**Problem statement**:
List the lines of this listing that hold the word "means".

**Extracted material**:
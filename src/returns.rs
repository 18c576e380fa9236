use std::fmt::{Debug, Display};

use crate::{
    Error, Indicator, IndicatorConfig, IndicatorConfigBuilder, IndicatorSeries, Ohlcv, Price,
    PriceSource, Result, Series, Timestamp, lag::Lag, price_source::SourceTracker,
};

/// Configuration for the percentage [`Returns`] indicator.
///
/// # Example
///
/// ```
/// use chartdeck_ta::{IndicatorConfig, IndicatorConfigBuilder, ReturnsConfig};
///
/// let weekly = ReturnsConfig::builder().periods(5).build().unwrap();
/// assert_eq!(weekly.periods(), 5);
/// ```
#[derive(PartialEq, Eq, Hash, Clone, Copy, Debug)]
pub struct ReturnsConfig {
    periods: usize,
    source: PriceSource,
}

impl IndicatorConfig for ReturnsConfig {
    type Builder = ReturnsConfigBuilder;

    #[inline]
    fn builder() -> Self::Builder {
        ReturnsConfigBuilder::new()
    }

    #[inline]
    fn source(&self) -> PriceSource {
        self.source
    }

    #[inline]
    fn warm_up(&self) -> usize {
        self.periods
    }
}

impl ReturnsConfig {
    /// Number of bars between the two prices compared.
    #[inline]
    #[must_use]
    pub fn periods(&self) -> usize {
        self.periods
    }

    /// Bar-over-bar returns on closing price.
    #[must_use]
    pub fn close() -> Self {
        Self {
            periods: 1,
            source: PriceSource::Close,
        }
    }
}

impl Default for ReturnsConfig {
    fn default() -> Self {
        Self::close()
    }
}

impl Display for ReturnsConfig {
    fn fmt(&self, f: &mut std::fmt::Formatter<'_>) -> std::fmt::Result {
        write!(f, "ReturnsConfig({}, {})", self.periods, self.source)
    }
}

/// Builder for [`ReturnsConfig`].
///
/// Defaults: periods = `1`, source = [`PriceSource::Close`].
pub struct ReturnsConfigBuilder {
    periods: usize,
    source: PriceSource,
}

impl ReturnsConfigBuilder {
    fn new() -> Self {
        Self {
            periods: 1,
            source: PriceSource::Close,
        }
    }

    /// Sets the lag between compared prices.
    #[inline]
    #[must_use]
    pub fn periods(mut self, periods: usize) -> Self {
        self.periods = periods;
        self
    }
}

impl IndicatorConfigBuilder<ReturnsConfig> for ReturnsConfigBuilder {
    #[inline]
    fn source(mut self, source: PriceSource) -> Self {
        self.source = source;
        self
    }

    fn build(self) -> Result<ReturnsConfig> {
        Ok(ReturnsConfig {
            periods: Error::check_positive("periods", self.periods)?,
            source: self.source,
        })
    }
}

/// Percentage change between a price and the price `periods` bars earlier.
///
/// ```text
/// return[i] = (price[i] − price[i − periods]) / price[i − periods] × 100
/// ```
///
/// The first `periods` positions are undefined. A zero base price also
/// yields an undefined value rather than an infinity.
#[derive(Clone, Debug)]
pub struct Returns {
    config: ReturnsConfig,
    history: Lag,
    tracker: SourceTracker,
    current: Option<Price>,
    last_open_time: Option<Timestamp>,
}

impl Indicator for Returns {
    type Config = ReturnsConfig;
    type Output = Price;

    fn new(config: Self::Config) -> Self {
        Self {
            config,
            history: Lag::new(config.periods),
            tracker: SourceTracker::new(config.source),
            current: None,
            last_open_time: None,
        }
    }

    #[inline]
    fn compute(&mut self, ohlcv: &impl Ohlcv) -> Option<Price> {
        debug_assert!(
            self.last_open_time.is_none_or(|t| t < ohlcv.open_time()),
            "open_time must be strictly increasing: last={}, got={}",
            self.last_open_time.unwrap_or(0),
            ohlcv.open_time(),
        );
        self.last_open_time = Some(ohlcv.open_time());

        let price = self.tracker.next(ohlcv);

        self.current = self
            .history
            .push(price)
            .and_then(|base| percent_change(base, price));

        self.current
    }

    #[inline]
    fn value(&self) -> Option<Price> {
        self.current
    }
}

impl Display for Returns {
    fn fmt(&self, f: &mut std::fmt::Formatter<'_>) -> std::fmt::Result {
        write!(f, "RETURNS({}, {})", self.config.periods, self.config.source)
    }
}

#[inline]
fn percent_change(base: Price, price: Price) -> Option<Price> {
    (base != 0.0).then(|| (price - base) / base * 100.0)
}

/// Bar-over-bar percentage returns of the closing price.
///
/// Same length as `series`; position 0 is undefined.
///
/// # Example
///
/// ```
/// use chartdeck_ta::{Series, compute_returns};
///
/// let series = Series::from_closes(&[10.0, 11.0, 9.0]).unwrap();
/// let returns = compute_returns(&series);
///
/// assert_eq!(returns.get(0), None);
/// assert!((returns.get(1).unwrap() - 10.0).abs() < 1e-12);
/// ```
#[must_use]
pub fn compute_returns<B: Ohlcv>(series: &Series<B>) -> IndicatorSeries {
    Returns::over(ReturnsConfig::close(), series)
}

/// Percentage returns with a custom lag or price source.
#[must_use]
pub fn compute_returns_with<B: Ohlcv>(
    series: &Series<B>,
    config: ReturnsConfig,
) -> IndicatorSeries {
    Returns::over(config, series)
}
==
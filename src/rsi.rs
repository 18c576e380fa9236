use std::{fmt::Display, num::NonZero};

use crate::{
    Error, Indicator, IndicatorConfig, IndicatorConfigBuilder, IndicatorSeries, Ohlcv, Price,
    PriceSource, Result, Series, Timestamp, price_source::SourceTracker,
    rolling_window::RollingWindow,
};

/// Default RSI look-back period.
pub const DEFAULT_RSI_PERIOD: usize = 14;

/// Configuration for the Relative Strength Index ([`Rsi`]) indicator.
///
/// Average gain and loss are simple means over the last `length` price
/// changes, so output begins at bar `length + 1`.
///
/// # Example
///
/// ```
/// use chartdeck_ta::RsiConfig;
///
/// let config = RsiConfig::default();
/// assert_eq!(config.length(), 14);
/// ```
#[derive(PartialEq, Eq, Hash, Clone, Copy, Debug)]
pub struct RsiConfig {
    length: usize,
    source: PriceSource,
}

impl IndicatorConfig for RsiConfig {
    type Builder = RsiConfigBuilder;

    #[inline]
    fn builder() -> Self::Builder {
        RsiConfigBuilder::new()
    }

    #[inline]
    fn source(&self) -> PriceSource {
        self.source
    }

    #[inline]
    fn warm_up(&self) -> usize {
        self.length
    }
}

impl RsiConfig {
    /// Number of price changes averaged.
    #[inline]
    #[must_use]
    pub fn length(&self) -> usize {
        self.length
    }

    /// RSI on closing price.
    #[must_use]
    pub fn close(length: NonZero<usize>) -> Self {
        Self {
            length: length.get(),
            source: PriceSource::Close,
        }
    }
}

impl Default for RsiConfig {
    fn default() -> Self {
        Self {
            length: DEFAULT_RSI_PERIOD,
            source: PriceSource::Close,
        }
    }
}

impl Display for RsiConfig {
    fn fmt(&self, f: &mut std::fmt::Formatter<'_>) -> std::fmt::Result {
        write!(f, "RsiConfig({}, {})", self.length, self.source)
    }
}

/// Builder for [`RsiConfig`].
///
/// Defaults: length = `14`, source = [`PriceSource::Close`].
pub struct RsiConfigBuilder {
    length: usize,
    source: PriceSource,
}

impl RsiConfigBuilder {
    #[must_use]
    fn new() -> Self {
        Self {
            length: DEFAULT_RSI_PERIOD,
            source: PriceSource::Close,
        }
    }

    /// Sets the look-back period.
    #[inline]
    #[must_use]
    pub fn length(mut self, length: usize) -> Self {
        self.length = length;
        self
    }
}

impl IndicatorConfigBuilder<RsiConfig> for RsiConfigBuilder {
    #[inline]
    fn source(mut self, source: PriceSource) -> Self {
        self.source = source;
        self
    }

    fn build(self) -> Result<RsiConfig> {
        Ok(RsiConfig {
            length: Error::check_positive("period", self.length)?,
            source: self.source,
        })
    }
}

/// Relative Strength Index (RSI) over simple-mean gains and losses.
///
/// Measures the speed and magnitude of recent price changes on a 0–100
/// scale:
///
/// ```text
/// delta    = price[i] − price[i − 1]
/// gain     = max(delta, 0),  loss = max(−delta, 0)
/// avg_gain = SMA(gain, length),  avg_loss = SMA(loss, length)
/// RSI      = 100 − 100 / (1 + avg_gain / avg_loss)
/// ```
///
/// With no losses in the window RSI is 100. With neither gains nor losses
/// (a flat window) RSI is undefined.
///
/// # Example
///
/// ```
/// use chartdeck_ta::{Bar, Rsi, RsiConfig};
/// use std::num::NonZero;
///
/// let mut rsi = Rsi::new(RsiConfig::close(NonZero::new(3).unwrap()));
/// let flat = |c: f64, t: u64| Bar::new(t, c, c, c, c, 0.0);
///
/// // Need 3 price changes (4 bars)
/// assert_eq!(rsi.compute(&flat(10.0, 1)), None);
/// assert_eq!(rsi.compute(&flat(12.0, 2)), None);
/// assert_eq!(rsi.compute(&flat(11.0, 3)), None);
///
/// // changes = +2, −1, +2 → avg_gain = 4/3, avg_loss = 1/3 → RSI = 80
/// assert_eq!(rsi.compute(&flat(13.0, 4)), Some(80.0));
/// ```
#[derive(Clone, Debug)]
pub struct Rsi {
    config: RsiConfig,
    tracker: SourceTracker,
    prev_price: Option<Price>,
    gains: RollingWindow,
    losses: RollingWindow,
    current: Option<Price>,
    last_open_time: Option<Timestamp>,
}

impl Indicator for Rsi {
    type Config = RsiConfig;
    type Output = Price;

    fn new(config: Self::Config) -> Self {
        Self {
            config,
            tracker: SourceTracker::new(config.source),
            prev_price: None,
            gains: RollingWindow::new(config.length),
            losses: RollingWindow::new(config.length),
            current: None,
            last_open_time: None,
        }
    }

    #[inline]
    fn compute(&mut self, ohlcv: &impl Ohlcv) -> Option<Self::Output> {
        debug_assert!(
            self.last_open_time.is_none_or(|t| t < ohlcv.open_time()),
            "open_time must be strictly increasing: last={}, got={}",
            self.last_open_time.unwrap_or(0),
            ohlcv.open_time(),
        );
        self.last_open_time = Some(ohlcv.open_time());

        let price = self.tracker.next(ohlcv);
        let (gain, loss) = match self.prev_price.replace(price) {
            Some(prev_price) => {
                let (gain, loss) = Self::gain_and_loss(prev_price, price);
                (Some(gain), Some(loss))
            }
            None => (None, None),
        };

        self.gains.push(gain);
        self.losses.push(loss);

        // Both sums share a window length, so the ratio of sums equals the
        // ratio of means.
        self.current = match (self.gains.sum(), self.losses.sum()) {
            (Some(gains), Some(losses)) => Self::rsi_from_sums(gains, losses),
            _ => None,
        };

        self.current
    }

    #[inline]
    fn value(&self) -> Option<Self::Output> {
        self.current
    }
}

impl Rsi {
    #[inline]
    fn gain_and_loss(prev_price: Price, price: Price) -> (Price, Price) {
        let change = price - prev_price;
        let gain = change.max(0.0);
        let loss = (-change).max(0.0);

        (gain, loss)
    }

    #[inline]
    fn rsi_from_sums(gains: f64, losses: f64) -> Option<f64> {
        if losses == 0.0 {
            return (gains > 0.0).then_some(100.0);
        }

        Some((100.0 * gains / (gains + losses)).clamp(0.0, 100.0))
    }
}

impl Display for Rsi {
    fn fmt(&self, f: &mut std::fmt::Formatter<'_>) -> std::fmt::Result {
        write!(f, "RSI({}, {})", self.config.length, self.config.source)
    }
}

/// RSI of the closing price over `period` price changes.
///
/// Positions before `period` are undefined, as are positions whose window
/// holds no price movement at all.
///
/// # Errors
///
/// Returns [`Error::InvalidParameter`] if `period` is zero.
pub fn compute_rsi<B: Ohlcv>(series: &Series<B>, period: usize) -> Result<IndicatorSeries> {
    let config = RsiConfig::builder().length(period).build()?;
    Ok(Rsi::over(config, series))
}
* * *
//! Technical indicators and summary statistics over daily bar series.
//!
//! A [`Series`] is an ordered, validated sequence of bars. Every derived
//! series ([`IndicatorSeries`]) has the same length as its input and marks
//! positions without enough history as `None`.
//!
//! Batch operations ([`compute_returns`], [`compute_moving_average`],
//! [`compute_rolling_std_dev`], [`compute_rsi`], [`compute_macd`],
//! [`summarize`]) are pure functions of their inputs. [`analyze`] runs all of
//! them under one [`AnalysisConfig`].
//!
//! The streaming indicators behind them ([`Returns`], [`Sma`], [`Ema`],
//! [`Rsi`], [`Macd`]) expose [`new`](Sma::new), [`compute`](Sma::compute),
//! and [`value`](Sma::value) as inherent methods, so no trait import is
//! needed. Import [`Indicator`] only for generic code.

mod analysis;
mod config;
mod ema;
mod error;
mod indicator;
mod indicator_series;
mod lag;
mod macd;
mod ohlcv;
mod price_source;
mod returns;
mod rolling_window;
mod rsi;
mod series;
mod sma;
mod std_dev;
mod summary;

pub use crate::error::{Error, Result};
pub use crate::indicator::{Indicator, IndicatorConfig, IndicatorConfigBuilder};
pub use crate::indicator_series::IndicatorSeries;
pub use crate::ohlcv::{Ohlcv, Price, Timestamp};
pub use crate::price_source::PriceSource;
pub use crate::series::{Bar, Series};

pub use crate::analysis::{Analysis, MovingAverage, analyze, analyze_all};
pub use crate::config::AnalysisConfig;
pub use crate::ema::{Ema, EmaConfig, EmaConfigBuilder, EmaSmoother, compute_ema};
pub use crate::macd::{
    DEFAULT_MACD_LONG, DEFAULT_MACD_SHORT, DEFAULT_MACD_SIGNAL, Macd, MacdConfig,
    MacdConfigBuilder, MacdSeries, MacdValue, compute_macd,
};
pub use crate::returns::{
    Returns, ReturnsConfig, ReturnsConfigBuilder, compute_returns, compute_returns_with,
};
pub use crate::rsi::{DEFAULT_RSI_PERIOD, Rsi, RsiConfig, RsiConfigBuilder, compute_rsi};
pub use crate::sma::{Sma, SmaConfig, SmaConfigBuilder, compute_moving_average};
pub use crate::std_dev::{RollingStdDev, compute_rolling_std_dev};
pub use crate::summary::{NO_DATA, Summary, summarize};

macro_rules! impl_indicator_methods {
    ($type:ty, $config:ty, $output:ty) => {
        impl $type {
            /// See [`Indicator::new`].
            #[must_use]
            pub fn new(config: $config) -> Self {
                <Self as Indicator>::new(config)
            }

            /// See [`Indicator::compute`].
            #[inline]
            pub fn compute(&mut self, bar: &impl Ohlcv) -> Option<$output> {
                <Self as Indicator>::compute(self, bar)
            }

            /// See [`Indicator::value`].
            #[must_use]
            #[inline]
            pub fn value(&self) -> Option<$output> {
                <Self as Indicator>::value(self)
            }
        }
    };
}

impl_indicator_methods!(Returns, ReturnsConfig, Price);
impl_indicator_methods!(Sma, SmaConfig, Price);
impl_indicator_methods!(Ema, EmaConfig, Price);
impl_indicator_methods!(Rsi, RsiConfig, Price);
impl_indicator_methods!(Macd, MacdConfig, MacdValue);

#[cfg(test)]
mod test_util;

**Exercise solution**:
/// Average gain and loss are simple means over the last `length` price
        // ratio of means.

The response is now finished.